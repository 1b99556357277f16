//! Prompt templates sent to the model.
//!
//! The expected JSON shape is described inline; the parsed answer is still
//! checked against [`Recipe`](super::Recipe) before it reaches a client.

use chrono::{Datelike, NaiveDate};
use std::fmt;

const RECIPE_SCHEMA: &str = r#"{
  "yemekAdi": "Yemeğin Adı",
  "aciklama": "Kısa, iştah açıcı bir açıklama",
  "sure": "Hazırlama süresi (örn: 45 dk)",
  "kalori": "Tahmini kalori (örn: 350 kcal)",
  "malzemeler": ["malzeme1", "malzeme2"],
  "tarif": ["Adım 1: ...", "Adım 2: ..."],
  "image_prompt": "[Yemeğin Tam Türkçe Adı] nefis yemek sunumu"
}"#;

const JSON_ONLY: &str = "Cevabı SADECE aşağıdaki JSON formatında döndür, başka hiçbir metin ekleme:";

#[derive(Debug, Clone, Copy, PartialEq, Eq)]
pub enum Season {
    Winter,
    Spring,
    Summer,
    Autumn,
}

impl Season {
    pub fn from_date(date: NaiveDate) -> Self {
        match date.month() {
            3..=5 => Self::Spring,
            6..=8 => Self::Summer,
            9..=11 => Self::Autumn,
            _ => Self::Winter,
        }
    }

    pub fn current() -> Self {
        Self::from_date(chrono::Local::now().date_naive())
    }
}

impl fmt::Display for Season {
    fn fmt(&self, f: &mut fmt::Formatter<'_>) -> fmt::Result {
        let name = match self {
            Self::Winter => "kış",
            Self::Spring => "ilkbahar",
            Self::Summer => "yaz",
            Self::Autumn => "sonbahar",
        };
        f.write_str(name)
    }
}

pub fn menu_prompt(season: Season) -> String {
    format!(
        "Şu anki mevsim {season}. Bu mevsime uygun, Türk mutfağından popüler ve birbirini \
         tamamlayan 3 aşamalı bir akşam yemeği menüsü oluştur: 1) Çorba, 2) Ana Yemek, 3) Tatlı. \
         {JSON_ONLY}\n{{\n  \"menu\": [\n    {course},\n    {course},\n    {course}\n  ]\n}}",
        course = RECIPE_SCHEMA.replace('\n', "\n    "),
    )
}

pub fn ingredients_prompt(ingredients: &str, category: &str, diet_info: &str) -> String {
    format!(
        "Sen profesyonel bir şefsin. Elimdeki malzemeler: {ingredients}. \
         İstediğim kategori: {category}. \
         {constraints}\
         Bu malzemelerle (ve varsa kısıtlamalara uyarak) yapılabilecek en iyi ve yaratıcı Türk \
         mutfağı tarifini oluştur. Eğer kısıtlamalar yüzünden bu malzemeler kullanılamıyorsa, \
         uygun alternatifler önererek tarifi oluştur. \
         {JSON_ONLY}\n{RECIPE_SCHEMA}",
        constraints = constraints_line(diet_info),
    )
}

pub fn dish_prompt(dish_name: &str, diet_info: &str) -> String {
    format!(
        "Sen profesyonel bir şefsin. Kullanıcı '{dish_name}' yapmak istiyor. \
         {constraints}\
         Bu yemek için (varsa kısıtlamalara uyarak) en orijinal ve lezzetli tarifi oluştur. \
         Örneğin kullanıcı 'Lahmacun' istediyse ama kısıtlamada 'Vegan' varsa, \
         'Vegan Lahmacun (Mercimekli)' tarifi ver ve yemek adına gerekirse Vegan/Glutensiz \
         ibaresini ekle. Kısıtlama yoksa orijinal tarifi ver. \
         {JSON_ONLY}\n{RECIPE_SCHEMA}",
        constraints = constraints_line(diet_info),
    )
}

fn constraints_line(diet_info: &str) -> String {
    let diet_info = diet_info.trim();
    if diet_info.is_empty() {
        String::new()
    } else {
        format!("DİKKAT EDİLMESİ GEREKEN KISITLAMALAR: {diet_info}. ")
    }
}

* * *

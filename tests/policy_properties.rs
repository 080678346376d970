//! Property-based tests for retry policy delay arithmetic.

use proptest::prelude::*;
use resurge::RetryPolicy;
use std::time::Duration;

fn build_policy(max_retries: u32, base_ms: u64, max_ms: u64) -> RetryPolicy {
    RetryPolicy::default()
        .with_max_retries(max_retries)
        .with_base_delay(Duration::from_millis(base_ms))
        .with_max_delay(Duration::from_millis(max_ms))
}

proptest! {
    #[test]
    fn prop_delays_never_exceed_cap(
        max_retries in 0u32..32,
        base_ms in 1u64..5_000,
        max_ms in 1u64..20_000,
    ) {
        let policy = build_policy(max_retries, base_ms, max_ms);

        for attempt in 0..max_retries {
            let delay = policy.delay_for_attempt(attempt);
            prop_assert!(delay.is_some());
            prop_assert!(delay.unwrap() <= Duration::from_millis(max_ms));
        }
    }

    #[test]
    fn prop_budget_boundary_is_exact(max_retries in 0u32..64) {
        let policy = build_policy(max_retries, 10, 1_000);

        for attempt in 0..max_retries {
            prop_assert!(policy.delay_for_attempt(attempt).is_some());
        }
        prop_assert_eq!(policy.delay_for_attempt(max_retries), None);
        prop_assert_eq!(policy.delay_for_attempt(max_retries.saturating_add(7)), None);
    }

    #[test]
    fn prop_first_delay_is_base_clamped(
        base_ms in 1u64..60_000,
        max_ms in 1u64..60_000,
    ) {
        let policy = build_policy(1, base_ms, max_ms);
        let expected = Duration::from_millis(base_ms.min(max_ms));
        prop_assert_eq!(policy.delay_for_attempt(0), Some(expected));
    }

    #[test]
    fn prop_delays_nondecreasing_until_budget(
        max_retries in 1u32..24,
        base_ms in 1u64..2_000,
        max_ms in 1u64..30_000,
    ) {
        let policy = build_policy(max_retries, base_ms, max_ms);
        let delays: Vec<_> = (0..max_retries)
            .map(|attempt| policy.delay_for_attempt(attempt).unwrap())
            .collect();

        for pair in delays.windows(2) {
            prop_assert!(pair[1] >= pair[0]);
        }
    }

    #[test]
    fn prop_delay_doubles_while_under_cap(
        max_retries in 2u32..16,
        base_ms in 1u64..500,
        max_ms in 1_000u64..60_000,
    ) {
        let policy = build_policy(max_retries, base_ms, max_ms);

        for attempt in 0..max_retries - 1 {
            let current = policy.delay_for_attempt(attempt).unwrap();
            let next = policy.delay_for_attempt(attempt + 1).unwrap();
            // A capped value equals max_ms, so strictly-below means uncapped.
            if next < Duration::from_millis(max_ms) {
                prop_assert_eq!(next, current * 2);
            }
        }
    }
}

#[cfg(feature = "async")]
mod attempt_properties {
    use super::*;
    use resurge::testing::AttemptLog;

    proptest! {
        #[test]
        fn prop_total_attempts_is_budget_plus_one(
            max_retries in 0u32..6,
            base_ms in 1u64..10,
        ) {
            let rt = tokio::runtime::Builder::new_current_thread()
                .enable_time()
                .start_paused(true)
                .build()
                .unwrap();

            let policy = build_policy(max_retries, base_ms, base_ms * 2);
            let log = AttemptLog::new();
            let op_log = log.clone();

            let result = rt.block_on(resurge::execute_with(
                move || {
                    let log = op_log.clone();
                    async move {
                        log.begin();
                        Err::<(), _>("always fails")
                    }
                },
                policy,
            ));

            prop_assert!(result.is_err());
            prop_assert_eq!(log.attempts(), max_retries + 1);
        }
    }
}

▶ [Activity]
Which lines above include the word "impl"? Pick them out and copy them.

▶ [Exercise output]
impl Season {
impl fmt::Display for Season {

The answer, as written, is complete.